Morfologi katak tanduk Kalimantan ini sangat mirip dengan katak tanduk pinokio (Megophrys nasuta) yang tersebar luas mulai dari Sumatera, Kalimantan, Semenanjung Malaya serta pulau-pulau kecil di sekitarnya. Jenis baru ini memiliki tanduk (dermal accessory) pada bagian moncong dan mata yang lebih pendek jika dibandingkan dengan katak tanduk pinokio. Juga sepasang lipatan lateral tambahan pada sayap.

Secara akustik, suara individu jantan dari jenis baru ini memiliki variasi yang lebih banyak dan lebih panjang jika dibandingkan dengan katak-tanduk pinokio. “Berdasarkan hasil analisis dari tiga metode pendekatan tersebut kami menyimpulkan bahwa jenis tersebut merupakan jenis baru dan kemudian diberi nama Megophrys kalimantanensis,” kata Amir.
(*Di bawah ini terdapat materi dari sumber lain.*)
use std::path::Path;

use crate::{
    components::{
        drivers::RasterDriver,
        raster::{
            data::{dispatch, with_dtype, DType, DataType, RasterData},
            OpenRasterOptions, RasterArray, RasterWriteOptions,
        },
        transforms::GeoTransform,
        Metadata,
    },
    crs_geo::Crs,
    errors::{HydrioError, Result},
};

/// Implementations for gdal
pub mod gdal_backend {
    use super::*;
    use gdal::{
        cpl::CslStringList,
        raster::{Buffer, RasterBand},
        Dataset as GdalDataset, Driver, DriverManager, Metadata as GdalMetadata,
        MetadataEntry as GdalMetadataEntry,
    };
    use log::{debug, warn};
    use ndarray::{s, Array2, Array3, ArrayView2};

    pub(crate) fn filter_metadata_gdal(metadata: &impl GdalMetadata) -> Metadata {
        GdalMetadata::metadata(metadata)
            .filter_map(|GdalMetadataEntry { domain, key, value }| {
                if domain.eq("") {
                    Some((key, value))
                } else {
                    None
                }
            })
            .collect()
    }

    fn is_virtual(path: &Path) -> bool {
        path.to_str().is_some_and(|path| path.starts_with("/vsi"))
    }

    pub(crate) fn open_dataset(path: &Path) -> Result<GdalDataset> {
        if !is_virtual(path) && !path.exists() {
            return Err(HydrioError::FileNotFound(path.to_path_buf()));
        }
        Ok(GdalDataset::open(path)?)
    }

    /// Transform and crs of a dataset, GDAL's default grid when it has no transform.
    pub(crate) fn grid_of(dataset: &GdalDataset) -> (GeoTransform, Option<Crs>) {
        let transform = dataset
            .geo_transform()
            .map(GeoTransform::from_gdal)
            .unwrap_or_else(|_| GeoTransform::from_gdal([0., 1., 0., 0., 0., 1.]));
        (transform, Crs::from_wkt(&dataset.projection()))
    }

    fn read_bands<T: DataType>(dataset: &GdalDataset, band_indexes: &[usize]) -> Result<Array3<T>> {
        let (cols, rows) = dataset.raster_size();
        let mut array = Array3::from_elem((band_indexes.len(), rows, cols), T::from_f64(0.));
        for (layer, band_index) in band_indexes.iter().enumerate() {
            let buffer = dataset.rasterband(band_index + 1)?.read_as::<T>(
                (0, 0),
                (cols, rows),
                (cols, rows),
                None,
            )?;
            array
                .slice_mut(s![layer, .., ..])
                .assign(&Array2::from_shape_vec((rows, cols), buffer.data().to_vec())?);
        }
        Ok(array)
    }

    pub fn read_raster(path: &Path, options: &OpenRasterOptions) -> Result<RasterArray> {
        let dataset = open_dataset(path)?;
        let band_indexes = options.bands.indexes_from(dataset.raster_count())?;
        let first = *band_indexes.first().ok_or(HydrioError::BandIndex {
            index: 0,
            count: dataset.raster_count(),
        })?;
        let band = dataset.rasterband(first + 1)?;
        let dtype = DType::from_gdal(band.band_type());
        let nodata = band.no_data_value().or(options.nodata);
        let data = with_dtype!(dtype, T => T::wrap(read_bands::<T>(&dataset, &band_indexes)?));
        let (transform, crs) = grid_of(&dataset);
        let name = path
            .file_stem()
            .and_then(|stem| stem.to_str())
            .map(String::from);
        let raster = RasterArray::init(
            name,
            data,
            transform,
            crs,
            nodata,
            filter_metadata_gdal(&dataset),
        );
        debug!("read {raster:?} from {}", path.display());
        Ok(raster)
    }

    fn supports_create(driver: &Driver) -> bool {
        driver.metadata_item("DCAP_CREATE", "").is_some()
    }

    fn creation_options(driver: &RasterDriver, options: &RasterWriteOptions) -> Result<CslStringList> {
        let mut list = CslStringList::new();
        if *driver == RasterDriver::GTiff {
            if options.tiled {
                list.set_name_value("TILED", "YES")?;
            }
            if let Some(compress) = &options.compress {
                list.set_name_value("COMPRESS", compress)?;
            }
        }
        for (name, value) in &options.creation_options {
            list.set_name_value(name, value)?;
        }
        Ok(list)
    }

    fn write_window<T: DataType>(
        band: &mut RasterBand,
        window: ArrayView2<T>,
        offset: (usize, usize),
    ) -> Result<()> {
        let (rows, cols) = window.dim();
        let mut buffer = Buffer::new((cols, rows), window.iter().copied().collect());
        band.write(
            (offset.0 as isize, offset.1 as isize),
            (cols, rows),
            &mut buffer,
        )?;
        Ok(())
    }

    fn write_blocks<T: DataType>(band: &mut RasterBand, array: ArrayView2<T>) -> Result<()> {
        let (rows, cols) = array.dim();
        let (block_cols, block_rows) = band.block_size();
        for row in (0..rows).step_by(block_rows.max(1)) {
            for col in (0..cols).step_by(block_cols.max(1)) {
                let window = array.slice(s![
                    row..(row + block_rows).min(rows),
                    col..(col + block_cols).min(cols)
                ]);
                write_window(band, window, (col, row))?;
            }
        }
        Ok(())
    }

    fn fill_dataset<T: DataType>(
        dataset: &mut GdalDataset,
        array: &Array3<T>,
        raster: &RasterArray,
        windowed: bool,
    ) -> Result<()> {
        dataset.set_geo_transform(&raster.transform().to_gdal())?;
        if let Some(crs) = raster.crs() {
            dataset.set_spatial_ref(&crs.to_spatial_ref()?)?;
        }
        for (key, value) in raster.tags() {
            dataset.set_metadata_item(key, value, "")?;
        }
        for (layer, values) in array.outer_iter().enumerate() {
            let mut band = dataset.rasterband(layer + 1)?;
            if let Some(nodata) = raster.nodata() {
                band.set_no_data_value(Some(nodata))?;
            }
            if windowed {
                write_blocks(&mut band, values)?;
            } else {
                write_window(&mut band, values, (0, 0))?;
            }
        }
        Ok(())
    }

    fn write_array<T: DataType>(
        array: &Array3<T>,
        raster: &RasterArray,
        path: &Path,
        driver: &Driver,
        creation_options: &CslStringList,
        windowed: bool,
    ) -> Result<()> {
        let (bands, rows, cols) = array.dim();
        if supports_create(driver) {
            let mut dataset = driver.create_with_band_type_with_options::<T, _>(
                path,
                cols,
                rows,
                bands,
                creation_options,
            )?;
            fill_dataset(&mut dataset, array, raster, windowed)?;
        } else {
            let memory = DriverManager::get_driver_by_name("MEM")?;
            let mut dataset = memory.create_with_band_type::<T, _>("", cols, rows, bands)?;
            fill_dataset(&mut dataset, array, raster, windowed)?;
            let mut copy = dataset.create_copy(driver, path, creation_options)?;
            if let Some(crs) = raster.crs() {
                // formats without crs support keep it in an auxiliary file
                if let Err(err) = copy.set_spatial_ref(&crs.to_spatial_ref()?) {
                    warn!("crs not stored in {}: {err}", path.display());
                }
            }
        }
        Ok(())
    }

    pub fn write_raster(
        raster: &RasterArray,
        path: &Path,
        driver: &RasterDriver,
        options: &RasterWriteOptions,
    ) -> Result<()> {
        let gdal_driver = DriverManager::get_driver_by_name(driver.gdal_name())?;
        let creation_options = creation_options(driver, options)?;
        dispatch!(raster.data(), array => write_array(
            array,
            raster,
            path,
            &gdal_driver,
            &creation_options,
            options.windowed,
        ))
    }
}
Peneliti LIPI juga berhasil menemukan tiga spesies baru kodok wayang dari hutan dataran tinggi Sumatera. Sigalegalephrynus gayoluesensis dari Gayo Lues, Aceh dan Sigalegalephrynus burnitelongensis dari gunung Burni Telong, Aceh yang ditemukan di daerah utara Sumatera, sedangkan Sigalegalephrynus harveyi berasal dari gunung Dempo, Sumatera Selatan.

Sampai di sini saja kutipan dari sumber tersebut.